▶ [Assignment]: The data must be returned in full, with no character altered.

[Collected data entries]
________________________
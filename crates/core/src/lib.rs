//! Core decision pipeline for the liquidation engine.
//!
//! This crate owns the chain-agnostic data model and decision logic:
//! - Candidate model and cross-adapter dedup
//! - Adaptive, volatility-aware admission thresholds
//! - Policy engine (ordered admission checks, cooldowns)
//! - Simulator (repay-size optimization, route selection, profit accounting)
//! - Append-only attempt ledger
//! - Typed error taxonomy at the policy/simulator/ledger boundary
//! - Asset registry with oracle configurations

mod adaptive;
mod assets;
pub mod candidate;
pub mod config;
mod error;
mod ledger;
mod policy;
pub mod simulator;
pub mod u256_math;

pub use adaptive::{AdaptiveState, AdaptiveThresholds};
pub use assets::{Asset, AssetRegistry, OracleType, ASSETS, REGISTRY};
pub use candidate::{Candidate, CandidateDedup, DedupKey, ProtocolTag, TokenLeg};
pub use config::{BotConfig, config, init_config};
pub use error::EngineError;
pub use ledger::{AttemptLedger, AttemptStatus, ChainHealth, ExecutionAttempt, LedgerStats};
pub use policy::{ChainPolicyConfig, CooldownCause, PolicyEngine, PolicyPriceContext, PolicyRejectReason};
pub use simulator::{AdaptiveSnapshot, CloseFactorRule, Plan, RouteLeg, SimInput, SimRejectReason};
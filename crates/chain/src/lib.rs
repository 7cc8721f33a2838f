//! Multi-protocol chain interaction layer.
//!
//! This crate provides:
//! - Protocol adapters (`protocol`): AAVE V3, Compound V3, Morpho Blue
//! - Oracle reads (`oracle`): Chainlink aggregators, tiered fallback config
//! - Gas pricing strategies (`gas`): Legacy and EIP-1559
//! - Execution (`coordinator`, `signer`): nonce/gas management, atomic
//!   executor-contract submission, timeout-bump-resubmit
//! - Sequencer liveness gate (`sequencer`) for rollup deployments
//! - Contract bindings (`contracts`)

pub mod contracts;
pub mod coordinator;
pub mod gas;
pub mod oracle;
pub mod protocol;
mod provider;
pub mod sequencer;
pub mod signer;

pub use contracts::{
    event_signatures, LiquidatorContract, OracleAggregator, PoolContract, SwapAllocation,
};
pub use coordinator::{
    ChainCoordinatorConfig, CoordinatorHandle, ExecutionOutcome, L1GasOracle, PlanRequest,
    ProfitDecoder, Revalidator,
};
pub use provider::{BalanceData, ProviderManager};
pub use sequencer::{AlwaysUp, SequencerGate, SequencerLiveness, SequencerStatus};
pub use signer::TransactionSender;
________________________
▶ [Exercise solution]:
filename crates/core/src/lib.rs
//! Core decision pipeline for the liquidation engine.
//!
//! This crate owns the chain-agnostic data model and decision logic:
//! - Candidate model and cross-adapter dedup
//! - Adaptive, volatility-aware admission thresholds
//! - Policy engine (ordered admission checks, cooldowns)
//! - Simulator (repay-size optimization, route selection, profit accounting)
//! - Append-only attempt ledger
//! - Typed error taxonomy at the policy/simulator/ledger boundary
//! - Asset registry with oracle configurations

mod adaptive;
mod assets;
pub mod candidate;
pub mod config;
mod error;
mod ledger;
mod policy;
pub mod simulator;
pub mod u256_math;

pub use adaptive::{AdaptiveState, AdaptiveThresholds};
pub use assets::{Asset, AssetRegistry, OracleType, ASSETS, REGISTRY};
pub use candidate::{Candidate, CandidateDedup, DedupKey, ProtocolTag, TokenLeg};
pub use config::{BotConfig, config, init_config};
pub use error::EngineError;
pub use ledger::{AttemptLedger, AttemptStatus, ChainHealth, ExecutionAttempt, LedgerStats};
pub use policy::{ChainPolicyConfig, CooldownCause, PolicyEngine, PolicyPriceContext, PolicyRejectReason};
pub use simulator::{AdaptiveSnapshot, CloseFactorRule, Plan, RouteLeg, SimInput, SimRejectReason};
filename crates/chain/src/lib.rs
repository 7cc8721f33a2838f
//! Multi-protocol chain interaction layer.
//!
//! This crate provides:
//! - Protocol adapters (`protocol`): AAVE V3, Compound V3, Morpho Blue
//! - Oracle reads (`oracle`): Chainlink aggregators, tiered fallback config
//! - Gas pricing strategies (`gas`): Legacy and EIP-1559
//! - Execution (`coordinator`, `signer`): nonce/gas management, atomic
//!   executor-contract submission, timeout-bump-resubmit
//! - Sequencer liveness gate (`sequencer`) for rollup deployments
//! - Contract bindings (`contracts`)

pub mod contracts;
pub mod coordinator;
pub mod gas;
pub mod oracle;
pub mod protocol;
mod provider;
pub mod sequencer;
pub mod signer;

pub use contracts::{
    event_signatures, LiquidatorContract, OracleAggregator, PoolContract, SwapAllocation,
};
pub use coordinator::{
    ChainCoordinatorConfig, CoordinatorHandle, ExecutionOutcome, L1GasOracle, PlanRequest,
    ProfitDecoder, Revalidator,
};
pub use provider::{BalanceData, ProviderManager};
pub use sequencer::{AlwaysUp, SequencerGate, SequencerLiveness, SequencerStatus};
pub use signer::TransactionSender;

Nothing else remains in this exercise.